On January 28th, Governor Malloy sent a letter to the Performance Evaluation Advisory Council (PEAC) requesting they amend the major elements of Connecticut’s new teacher evaluation system implemented July 1 of last year. This announcement the day before the scheduled PEAC meeting stunned both state teachers and evaluators.
On January 29th, PEAC met and endorsed all three of Gov. Malloy’s suggested changes.
1. PEAC, which waived the use of state standardized test results as a part of the 2013-2014 teacher evaluation, will extend that waiver through the 2014-2015 school year. Teachers will not be held accountable for the field test of SBAC nor the last administration of the outgoing state standardized tests.

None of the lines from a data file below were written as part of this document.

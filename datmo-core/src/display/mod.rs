//! Target display model: transfer function and viewing geometry.

pub mod function;
pub mod size;

pub use function::*;
pub use size::*;
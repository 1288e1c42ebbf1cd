//! Tone curve application with color correction.
//!
//! Luminance is mapped through the tone curve; color is reconstructed from
//! each channel's ratio to the input luminance and finally encoded to display
//! codes with the inverse display model.

use log::debug;
use serde::{Deserialize, Serialize};

use crate::curve::ToneCurve;
use crate::density::MIN_LUMINANCE;
use crate::display::DisplayFunction;
use crate::progress::{post_fraction, Progress};
use crate::types::{Error, LuminanceMap, Result, RgbPlanes};

/// Scanlines processed between cancellation checks.
const ROW_BLOCK: usize = 16;

/// Saturation-correction constants of the luminance-preserving model.
const CC_K1: f64 = 1.48;
const CC_K2: f64 = 0.82;

/// How color is carried through the luminance tone curve.
#[derive(Debug, Clone, Copy, PartialEq, Eq, Default, Serialize, Deserialize)]
#[serde(rename_all = "snake_case")]
pub enum ColorCorrection {
    /// `C_out = L_d · (C / L)^s`.
    ///
    /// Simple, but saturation shifts with the amount of compression.
    Ratio,
    /// `C_out = ((C / L − 1) · s' + 1) · L_d`, with `s'` derived from the
    /// local curve slope so that compressed regions keep their apparent
    /// colorfulness (Mantiuk et al. 2009).
    #[default]
    Luminance,
}

/// Per-pixel mapping shared by both entry points.
struct PixelMap<'a, 'c> {
    curve: &'a ToneCurve<'c>,
    display: &'a DisplayFunction,
    saturation: f64,
    strategy: ColorCorrection,
}

impl PixelMap<'_, '_> {
    #[inline]
    fn map(&self, rgb: [f32; 3], lum: f32) -> [f32; 3] {
        let l_in = (lum as f64).max(MIN_LUMINANCE as f64);
        let x = l_in.log10();
        let l_out = 10f64.powf(self.curve.evaluate(x));

        let encode = |c: f64| self.display.to_code(c.max(0.0)) as f32;
        let ratio = |c: f32| (c as f64).max(0.0) / l_in;

        match self.strategy {
            ColorCorrection::Ratio => {
                rgb.map(|c| encode(l_out * ratio(c).powf(self.saturation)))
            }
            ColorCorrection::Luminance => {
                let slope = self.curve.slope_at(x).max(0.0);
                let t = slope.powf(CC_K2);
                let s = self.saturation * (1.0 + CC_K1) * t / (1.0 + CC_K1 * t);
                rgb.map(|c| encode(((ratio(c) - 1.0) * s + 1.0) * l_out))
            }
        }
    }
}

fn check_saturation(saturation: f64) -> Result<()> {
    if !saturation.is_finite() || saturation < 0.0 {
        return Err(Error::InvalidParameter(format!(
            "saturation must be a non-negative number, got {}",
            saturation
        )));
    }
    Ok(())
}

/// Tone-map `input` into `out` as display codes in `[0, 1]`.
///
/// `lum` must be the luminance of `input`; `out` must have the same size.
/// Cancellation is checked every 16 scanlines. When stopped, `out` holds a
/// partially written image.
#[allow(clippy::too_many_arguments)]
pub fn apply_tone_curve(
    out: &mut RgbPlanes,
    input: &RgbPlanes,
    lum: &LuminanceMap,
    curve: &ToneCurve<'_>,
    display: &DisplayFunction,
    saturation: f64,
    strategy: ColorCorrection,
    progress: &impl Progress,
) -> Result<()> {
    check_saturation(saturation)?;
    input.validate()?;
    out.validate()?;
    input.ensure_size(lum.width(), lum.height())?;
    out.ensure_size(lum.width(), lum.height())?;

    let mapper = PixelMap {
        curve,
        display,
        saturation,
        strategy,
    };
    let width = lum.width() as usize;
    let height = lum.height() as usize;
    let l = lum.data();

    for y0 in (0..height).step_by(ROW_BLOCK) {
        progress.check()?;

        let y1 = (y0 + ROW_BLOCK).min(height);
        for i in y0 * width..y1 * width {
            let [r, g, b] = mapper.map([input.r[i], input.g[i], input.b[i]], l[i]);
            out.r[i] = r;
            out.g[i] = g;
            out.b[i] = b;
        }
        post_fraction(progress, y1, height);
    }

    debug!(
        "applied tone curve to {}x{} ({:?}, saturation {})",
        width, height, strategy, saturation
    );
    Ok(())
}

/// Tone-map `planes` in place.
///
/// Same contract as [`apply_tone_curve`] with the output aliasing the input.
pub fn apply_tone_curve_in_place(
    planes: &mut RgbPlanes,
    lum: &LuminanceMap,
    curve: &ToneCurve<'_>,
    display: &DisplayFunction,
    saturation: f64,
    strategy: ColorCorrection,
    progress: &impl Progress,
) -> Result<()> {
    check_saturation(saturation)?;
    planes.validate()?;
    planes.ensure_size(lum.width(), lum.height())?;

    let mapper = PixelMap {
        curve,
        display,
        saturation,
        strategy,
    };
    let width = lum.width() as usize;
    let height = lum.height() as usize;
    let l = lum.data();

    for y0 in (0..height).step_by(ROW_BLOCK) {
        progress.check()?;

        let y1 = (y0 + ROW_BLOCK).min(height);
        for i in y0 * width..y1 * width {
            let [r, g, b] = mapper.map([planes.r[i], planes.g[i], planes.b[i]], l[i]);
            planes.r[i] = r;
            planes.g[i] = g;
            planes.b[i] = b;
        }
        post_fraction(progress, y1, height);
    }

    Ok(())
}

2. Districts have the option to reduce the number of formal evaluations required from one every year to one formal evaluation on a three year cycle with three informal observations on the off years. (It is important to note this change is for tenured teachers.) This change also reduces the number of reviews of practice from two a year to one.
3. The data collection process is to be streamlined so that only what is necessary for evaluation is included. In addition it will offer privacy protection that will limit teacher data to only those directly involved in the evaluation process itself.
Districts are to submit a flexibility plan for the remainder of the 2013-2014 school year by March 30.
The Ct. State Board of Education approved these changes on Feb 4. While this will certainly cause much relief on the part of both teachers and evaluators, this will pose some problems as well. How do districts ensure equity in who gets a formal observation? It is likely many evaluators will be deep into the cycle. Will those who have not yet been observed just luck out? As many districts required teachers set four or five goals or objectives, will teachers who do not meet all of their goals be held accountable? Will teachers be able to choose the goal they want to focus on for the remainder of the year? Will districts that have added administrative positions just to cover the necessary evaluations have to use precious dollars to pay for those evaluators, if all that is left for them to do is a review of practice later this spring? Will the state make monies available to defray that cost?
Many see this announcement as a blatant grab for teacher votes in an election year. It is curious that the issues stated in Gov. Malloy’s letter, which pilot districts spoke to so passionately last spring, suddenly have so much more weight. Whatever the rationale, this is one time where sanity prevailed and teachers were on the winning side.